HOW TO COMPLETE THIS TASK: Show every line below where "caller" can be found.

**** RECORDS FOR PROCESSING

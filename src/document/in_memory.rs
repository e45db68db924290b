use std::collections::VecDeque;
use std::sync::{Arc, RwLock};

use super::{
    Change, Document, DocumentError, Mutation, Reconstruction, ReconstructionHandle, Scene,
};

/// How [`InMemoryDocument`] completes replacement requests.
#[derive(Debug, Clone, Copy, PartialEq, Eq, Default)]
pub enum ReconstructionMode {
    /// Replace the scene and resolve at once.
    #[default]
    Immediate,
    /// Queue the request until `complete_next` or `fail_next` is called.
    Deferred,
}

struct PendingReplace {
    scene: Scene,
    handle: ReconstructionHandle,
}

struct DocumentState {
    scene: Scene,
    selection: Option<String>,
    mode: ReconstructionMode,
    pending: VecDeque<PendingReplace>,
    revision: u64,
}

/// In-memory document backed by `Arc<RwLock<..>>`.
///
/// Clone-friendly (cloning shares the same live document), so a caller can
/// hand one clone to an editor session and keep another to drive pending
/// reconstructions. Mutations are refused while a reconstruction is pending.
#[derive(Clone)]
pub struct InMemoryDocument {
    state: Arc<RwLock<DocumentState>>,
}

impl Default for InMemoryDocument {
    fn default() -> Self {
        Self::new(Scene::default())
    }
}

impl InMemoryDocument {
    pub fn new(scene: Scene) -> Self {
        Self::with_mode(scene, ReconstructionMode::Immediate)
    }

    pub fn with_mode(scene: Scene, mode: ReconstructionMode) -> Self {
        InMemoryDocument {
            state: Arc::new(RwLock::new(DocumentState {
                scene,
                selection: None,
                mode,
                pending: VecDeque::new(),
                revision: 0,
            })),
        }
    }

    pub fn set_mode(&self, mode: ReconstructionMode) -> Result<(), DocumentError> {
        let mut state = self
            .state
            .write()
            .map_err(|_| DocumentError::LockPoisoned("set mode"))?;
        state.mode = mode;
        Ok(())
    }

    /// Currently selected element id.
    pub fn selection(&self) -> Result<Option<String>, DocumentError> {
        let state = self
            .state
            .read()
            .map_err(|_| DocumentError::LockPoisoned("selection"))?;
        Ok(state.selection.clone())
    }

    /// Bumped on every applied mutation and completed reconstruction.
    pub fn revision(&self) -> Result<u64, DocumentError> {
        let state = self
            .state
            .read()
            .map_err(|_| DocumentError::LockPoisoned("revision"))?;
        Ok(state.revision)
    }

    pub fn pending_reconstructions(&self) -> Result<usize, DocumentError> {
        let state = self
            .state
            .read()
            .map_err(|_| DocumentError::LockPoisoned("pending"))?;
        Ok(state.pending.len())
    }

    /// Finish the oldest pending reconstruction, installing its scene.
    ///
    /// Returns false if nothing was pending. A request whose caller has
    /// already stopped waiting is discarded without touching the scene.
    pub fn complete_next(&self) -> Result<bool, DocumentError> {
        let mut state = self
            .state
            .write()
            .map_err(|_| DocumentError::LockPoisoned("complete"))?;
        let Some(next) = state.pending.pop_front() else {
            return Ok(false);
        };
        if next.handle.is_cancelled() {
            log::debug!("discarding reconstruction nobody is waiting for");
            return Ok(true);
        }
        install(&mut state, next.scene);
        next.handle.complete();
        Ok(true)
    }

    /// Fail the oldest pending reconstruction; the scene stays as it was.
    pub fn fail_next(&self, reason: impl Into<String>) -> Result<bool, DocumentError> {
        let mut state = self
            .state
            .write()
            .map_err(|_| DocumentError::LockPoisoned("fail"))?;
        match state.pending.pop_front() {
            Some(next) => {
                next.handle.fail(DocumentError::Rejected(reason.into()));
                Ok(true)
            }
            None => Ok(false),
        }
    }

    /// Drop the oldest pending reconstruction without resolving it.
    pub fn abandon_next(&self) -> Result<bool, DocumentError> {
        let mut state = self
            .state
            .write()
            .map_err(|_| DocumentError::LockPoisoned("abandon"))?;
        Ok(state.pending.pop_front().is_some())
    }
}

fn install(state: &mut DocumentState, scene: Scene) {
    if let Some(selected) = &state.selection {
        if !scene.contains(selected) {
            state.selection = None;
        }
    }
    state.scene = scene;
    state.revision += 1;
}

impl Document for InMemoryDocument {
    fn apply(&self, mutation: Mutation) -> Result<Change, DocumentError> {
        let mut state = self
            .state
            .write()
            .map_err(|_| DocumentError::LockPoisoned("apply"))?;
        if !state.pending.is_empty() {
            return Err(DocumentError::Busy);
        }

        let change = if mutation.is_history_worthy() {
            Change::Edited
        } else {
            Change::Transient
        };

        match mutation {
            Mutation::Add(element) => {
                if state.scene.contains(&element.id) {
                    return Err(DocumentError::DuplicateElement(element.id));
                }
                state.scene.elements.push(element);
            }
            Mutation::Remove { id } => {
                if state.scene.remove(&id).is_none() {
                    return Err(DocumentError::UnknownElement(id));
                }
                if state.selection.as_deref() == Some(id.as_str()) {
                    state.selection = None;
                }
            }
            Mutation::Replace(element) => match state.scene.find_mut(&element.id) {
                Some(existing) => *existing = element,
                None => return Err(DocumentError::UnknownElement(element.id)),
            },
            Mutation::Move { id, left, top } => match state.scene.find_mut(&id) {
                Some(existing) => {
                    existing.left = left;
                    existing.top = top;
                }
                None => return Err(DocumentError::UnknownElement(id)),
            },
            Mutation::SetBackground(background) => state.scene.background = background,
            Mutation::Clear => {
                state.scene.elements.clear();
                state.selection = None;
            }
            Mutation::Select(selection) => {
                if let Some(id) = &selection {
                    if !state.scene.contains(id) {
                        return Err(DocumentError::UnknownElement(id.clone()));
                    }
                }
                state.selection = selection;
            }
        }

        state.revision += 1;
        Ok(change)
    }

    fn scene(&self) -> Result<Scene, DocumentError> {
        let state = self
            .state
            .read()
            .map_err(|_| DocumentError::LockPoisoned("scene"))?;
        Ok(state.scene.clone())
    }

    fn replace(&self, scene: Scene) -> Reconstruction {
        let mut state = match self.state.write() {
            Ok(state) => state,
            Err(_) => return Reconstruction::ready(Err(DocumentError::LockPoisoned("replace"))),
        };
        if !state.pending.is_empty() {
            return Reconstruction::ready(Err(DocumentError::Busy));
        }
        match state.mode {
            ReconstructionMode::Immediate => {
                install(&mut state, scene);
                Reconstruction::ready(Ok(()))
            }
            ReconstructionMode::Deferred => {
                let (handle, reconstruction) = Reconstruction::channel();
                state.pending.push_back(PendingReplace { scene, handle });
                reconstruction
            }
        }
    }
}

********
**** RECORDS FOR PROCESSING

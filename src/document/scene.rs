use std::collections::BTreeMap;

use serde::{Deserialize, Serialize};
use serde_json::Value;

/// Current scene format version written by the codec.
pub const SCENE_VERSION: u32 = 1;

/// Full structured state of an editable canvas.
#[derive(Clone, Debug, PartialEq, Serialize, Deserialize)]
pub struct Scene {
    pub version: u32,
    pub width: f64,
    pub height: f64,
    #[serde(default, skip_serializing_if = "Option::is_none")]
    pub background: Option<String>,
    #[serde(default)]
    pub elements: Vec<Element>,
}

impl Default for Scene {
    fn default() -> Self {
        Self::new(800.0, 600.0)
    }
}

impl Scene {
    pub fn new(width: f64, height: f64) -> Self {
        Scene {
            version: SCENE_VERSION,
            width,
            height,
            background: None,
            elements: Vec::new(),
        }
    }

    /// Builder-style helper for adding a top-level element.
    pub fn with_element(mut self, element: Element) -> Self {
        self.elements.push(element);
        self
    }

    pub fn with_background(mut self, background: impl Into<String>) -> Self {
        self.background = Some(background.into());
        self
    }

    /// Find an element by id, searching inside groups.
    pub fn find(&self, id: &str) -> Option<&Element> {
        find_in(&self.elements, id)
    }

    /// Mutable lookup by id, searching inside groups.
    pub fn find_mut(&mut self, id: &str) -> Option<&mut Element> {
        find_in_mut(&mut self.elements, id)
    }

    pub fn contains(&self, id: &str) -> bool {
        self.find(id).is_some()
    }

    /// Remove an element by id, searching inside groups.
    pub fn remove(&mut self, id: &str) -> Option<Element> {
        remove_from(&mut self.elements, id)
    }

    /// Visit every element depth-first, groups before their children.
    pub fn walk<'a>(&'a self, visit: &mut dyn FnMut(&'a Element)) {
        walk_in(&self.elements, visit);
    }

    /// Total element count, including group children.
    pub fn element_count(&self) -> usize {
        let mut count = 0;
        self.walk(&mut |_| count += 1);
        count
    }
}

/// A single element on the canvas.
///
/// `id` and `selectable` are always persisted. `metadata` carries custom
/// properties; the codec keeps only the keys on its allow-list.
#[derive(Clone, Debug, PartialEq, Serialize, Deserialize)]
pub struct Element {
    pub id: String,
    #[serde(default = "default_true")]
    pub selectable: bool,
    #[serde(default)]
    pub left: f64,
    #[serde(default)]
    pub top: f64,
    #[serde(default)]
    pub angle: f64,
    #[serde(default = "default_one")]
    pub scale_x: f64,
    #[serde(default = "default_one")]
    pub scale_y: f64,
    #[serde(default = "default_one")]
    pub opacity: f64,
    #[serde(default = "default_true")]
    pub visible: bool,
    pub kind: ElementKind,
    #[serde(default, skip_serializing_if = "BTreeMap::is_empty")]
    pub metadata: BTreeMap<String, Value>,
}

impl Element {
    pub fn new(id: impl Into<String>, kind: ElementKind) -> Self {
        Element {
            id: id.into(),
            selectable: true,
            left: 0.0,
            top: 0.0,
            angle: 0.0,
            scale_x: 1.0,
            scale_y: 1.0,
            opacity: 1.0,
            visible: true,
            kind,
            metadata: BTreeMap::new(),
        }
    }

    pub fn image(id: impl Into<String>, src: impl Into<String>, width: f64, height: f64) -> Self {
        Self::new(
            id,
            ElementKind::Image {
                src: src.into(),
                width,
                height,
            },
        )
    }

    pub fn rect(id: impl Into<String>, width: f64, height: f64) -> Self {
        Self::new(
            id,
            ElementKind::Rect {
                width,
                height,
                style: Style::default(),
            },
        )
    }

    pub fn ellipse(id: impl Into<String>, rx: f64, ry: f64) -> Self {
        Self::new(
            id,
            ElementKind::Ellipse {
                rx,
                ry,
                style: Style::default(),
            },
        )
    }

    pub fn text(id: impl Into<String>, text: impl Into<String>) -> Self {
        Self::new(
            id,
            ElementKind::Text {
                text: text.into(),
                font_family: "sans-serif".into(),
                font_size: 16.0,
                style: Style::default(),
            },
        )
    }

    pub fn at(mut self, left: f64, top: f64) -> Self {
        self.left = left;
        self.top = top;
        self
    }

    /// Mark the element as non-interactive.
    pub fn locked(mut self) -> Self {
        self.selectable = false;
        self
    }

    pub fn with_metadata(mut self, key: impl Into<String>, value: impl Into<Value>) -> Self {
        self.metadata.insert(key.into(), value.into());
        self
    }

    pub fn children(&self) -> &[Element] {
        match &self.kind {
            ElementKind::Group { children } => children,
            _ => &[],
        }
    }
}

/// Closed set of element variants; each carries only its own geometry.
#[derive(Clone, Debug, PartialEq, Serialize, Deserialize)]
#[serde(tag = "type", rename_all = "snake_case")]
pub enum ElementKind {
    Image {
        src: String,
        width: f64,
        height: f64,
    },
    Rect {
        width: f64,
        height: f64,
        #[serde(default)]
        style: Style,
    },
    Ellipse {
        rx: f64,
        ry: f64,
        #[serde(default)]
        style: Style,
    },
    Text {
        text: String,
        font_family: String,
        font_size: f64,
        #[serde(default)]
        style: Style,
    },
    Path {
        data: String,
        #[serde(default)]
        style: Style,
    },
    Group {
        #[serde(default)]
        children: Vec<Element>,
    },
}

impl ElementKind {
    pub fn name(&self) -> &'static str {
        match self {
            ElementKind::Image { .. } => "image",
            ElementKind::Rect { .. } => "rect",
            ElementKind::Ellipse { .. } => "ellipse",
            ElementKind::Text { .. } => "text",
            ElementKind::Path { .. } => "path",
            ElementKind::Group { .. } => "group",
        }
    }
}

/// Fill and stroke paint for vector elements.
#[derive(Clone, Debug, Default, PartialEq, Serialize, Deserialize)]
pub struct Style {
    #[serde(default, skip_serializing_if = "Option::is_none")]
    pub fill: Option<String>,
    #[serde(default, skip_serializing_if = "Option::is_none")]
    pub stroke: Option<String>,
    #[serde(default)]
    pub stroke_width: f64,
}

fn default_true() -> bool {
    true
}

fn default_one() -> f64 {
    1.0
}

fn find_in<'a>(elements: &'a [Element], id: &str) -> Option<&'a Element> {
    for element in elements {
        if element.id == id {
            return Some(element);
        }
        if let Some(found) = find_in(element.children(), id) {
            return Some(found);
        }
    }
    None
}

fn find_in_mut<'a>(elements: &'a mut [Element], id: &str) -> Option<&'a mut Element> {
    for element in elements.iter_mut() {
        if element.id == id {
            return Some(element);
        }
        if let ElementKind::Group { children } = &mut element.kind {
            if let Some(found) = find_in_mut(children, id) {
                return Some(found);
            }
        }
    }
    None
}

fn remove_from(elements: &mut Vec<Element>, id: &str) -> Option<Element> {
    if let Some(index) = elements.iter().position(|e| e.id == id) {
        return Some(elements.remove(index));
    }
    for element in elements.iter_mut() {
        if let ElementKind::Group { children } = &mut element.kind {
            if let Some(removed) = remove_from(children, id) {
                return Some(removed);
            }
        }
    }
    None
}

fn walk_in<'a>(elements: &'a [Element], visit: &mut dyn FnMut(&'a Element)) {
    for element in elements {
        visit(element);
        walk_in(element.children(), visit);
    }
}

********

SOLUTION BELOW:
/// Clone-friendly (cloning shares the same live document), so a caller can
    /// Returns false if nothing was pending. A request whose caller has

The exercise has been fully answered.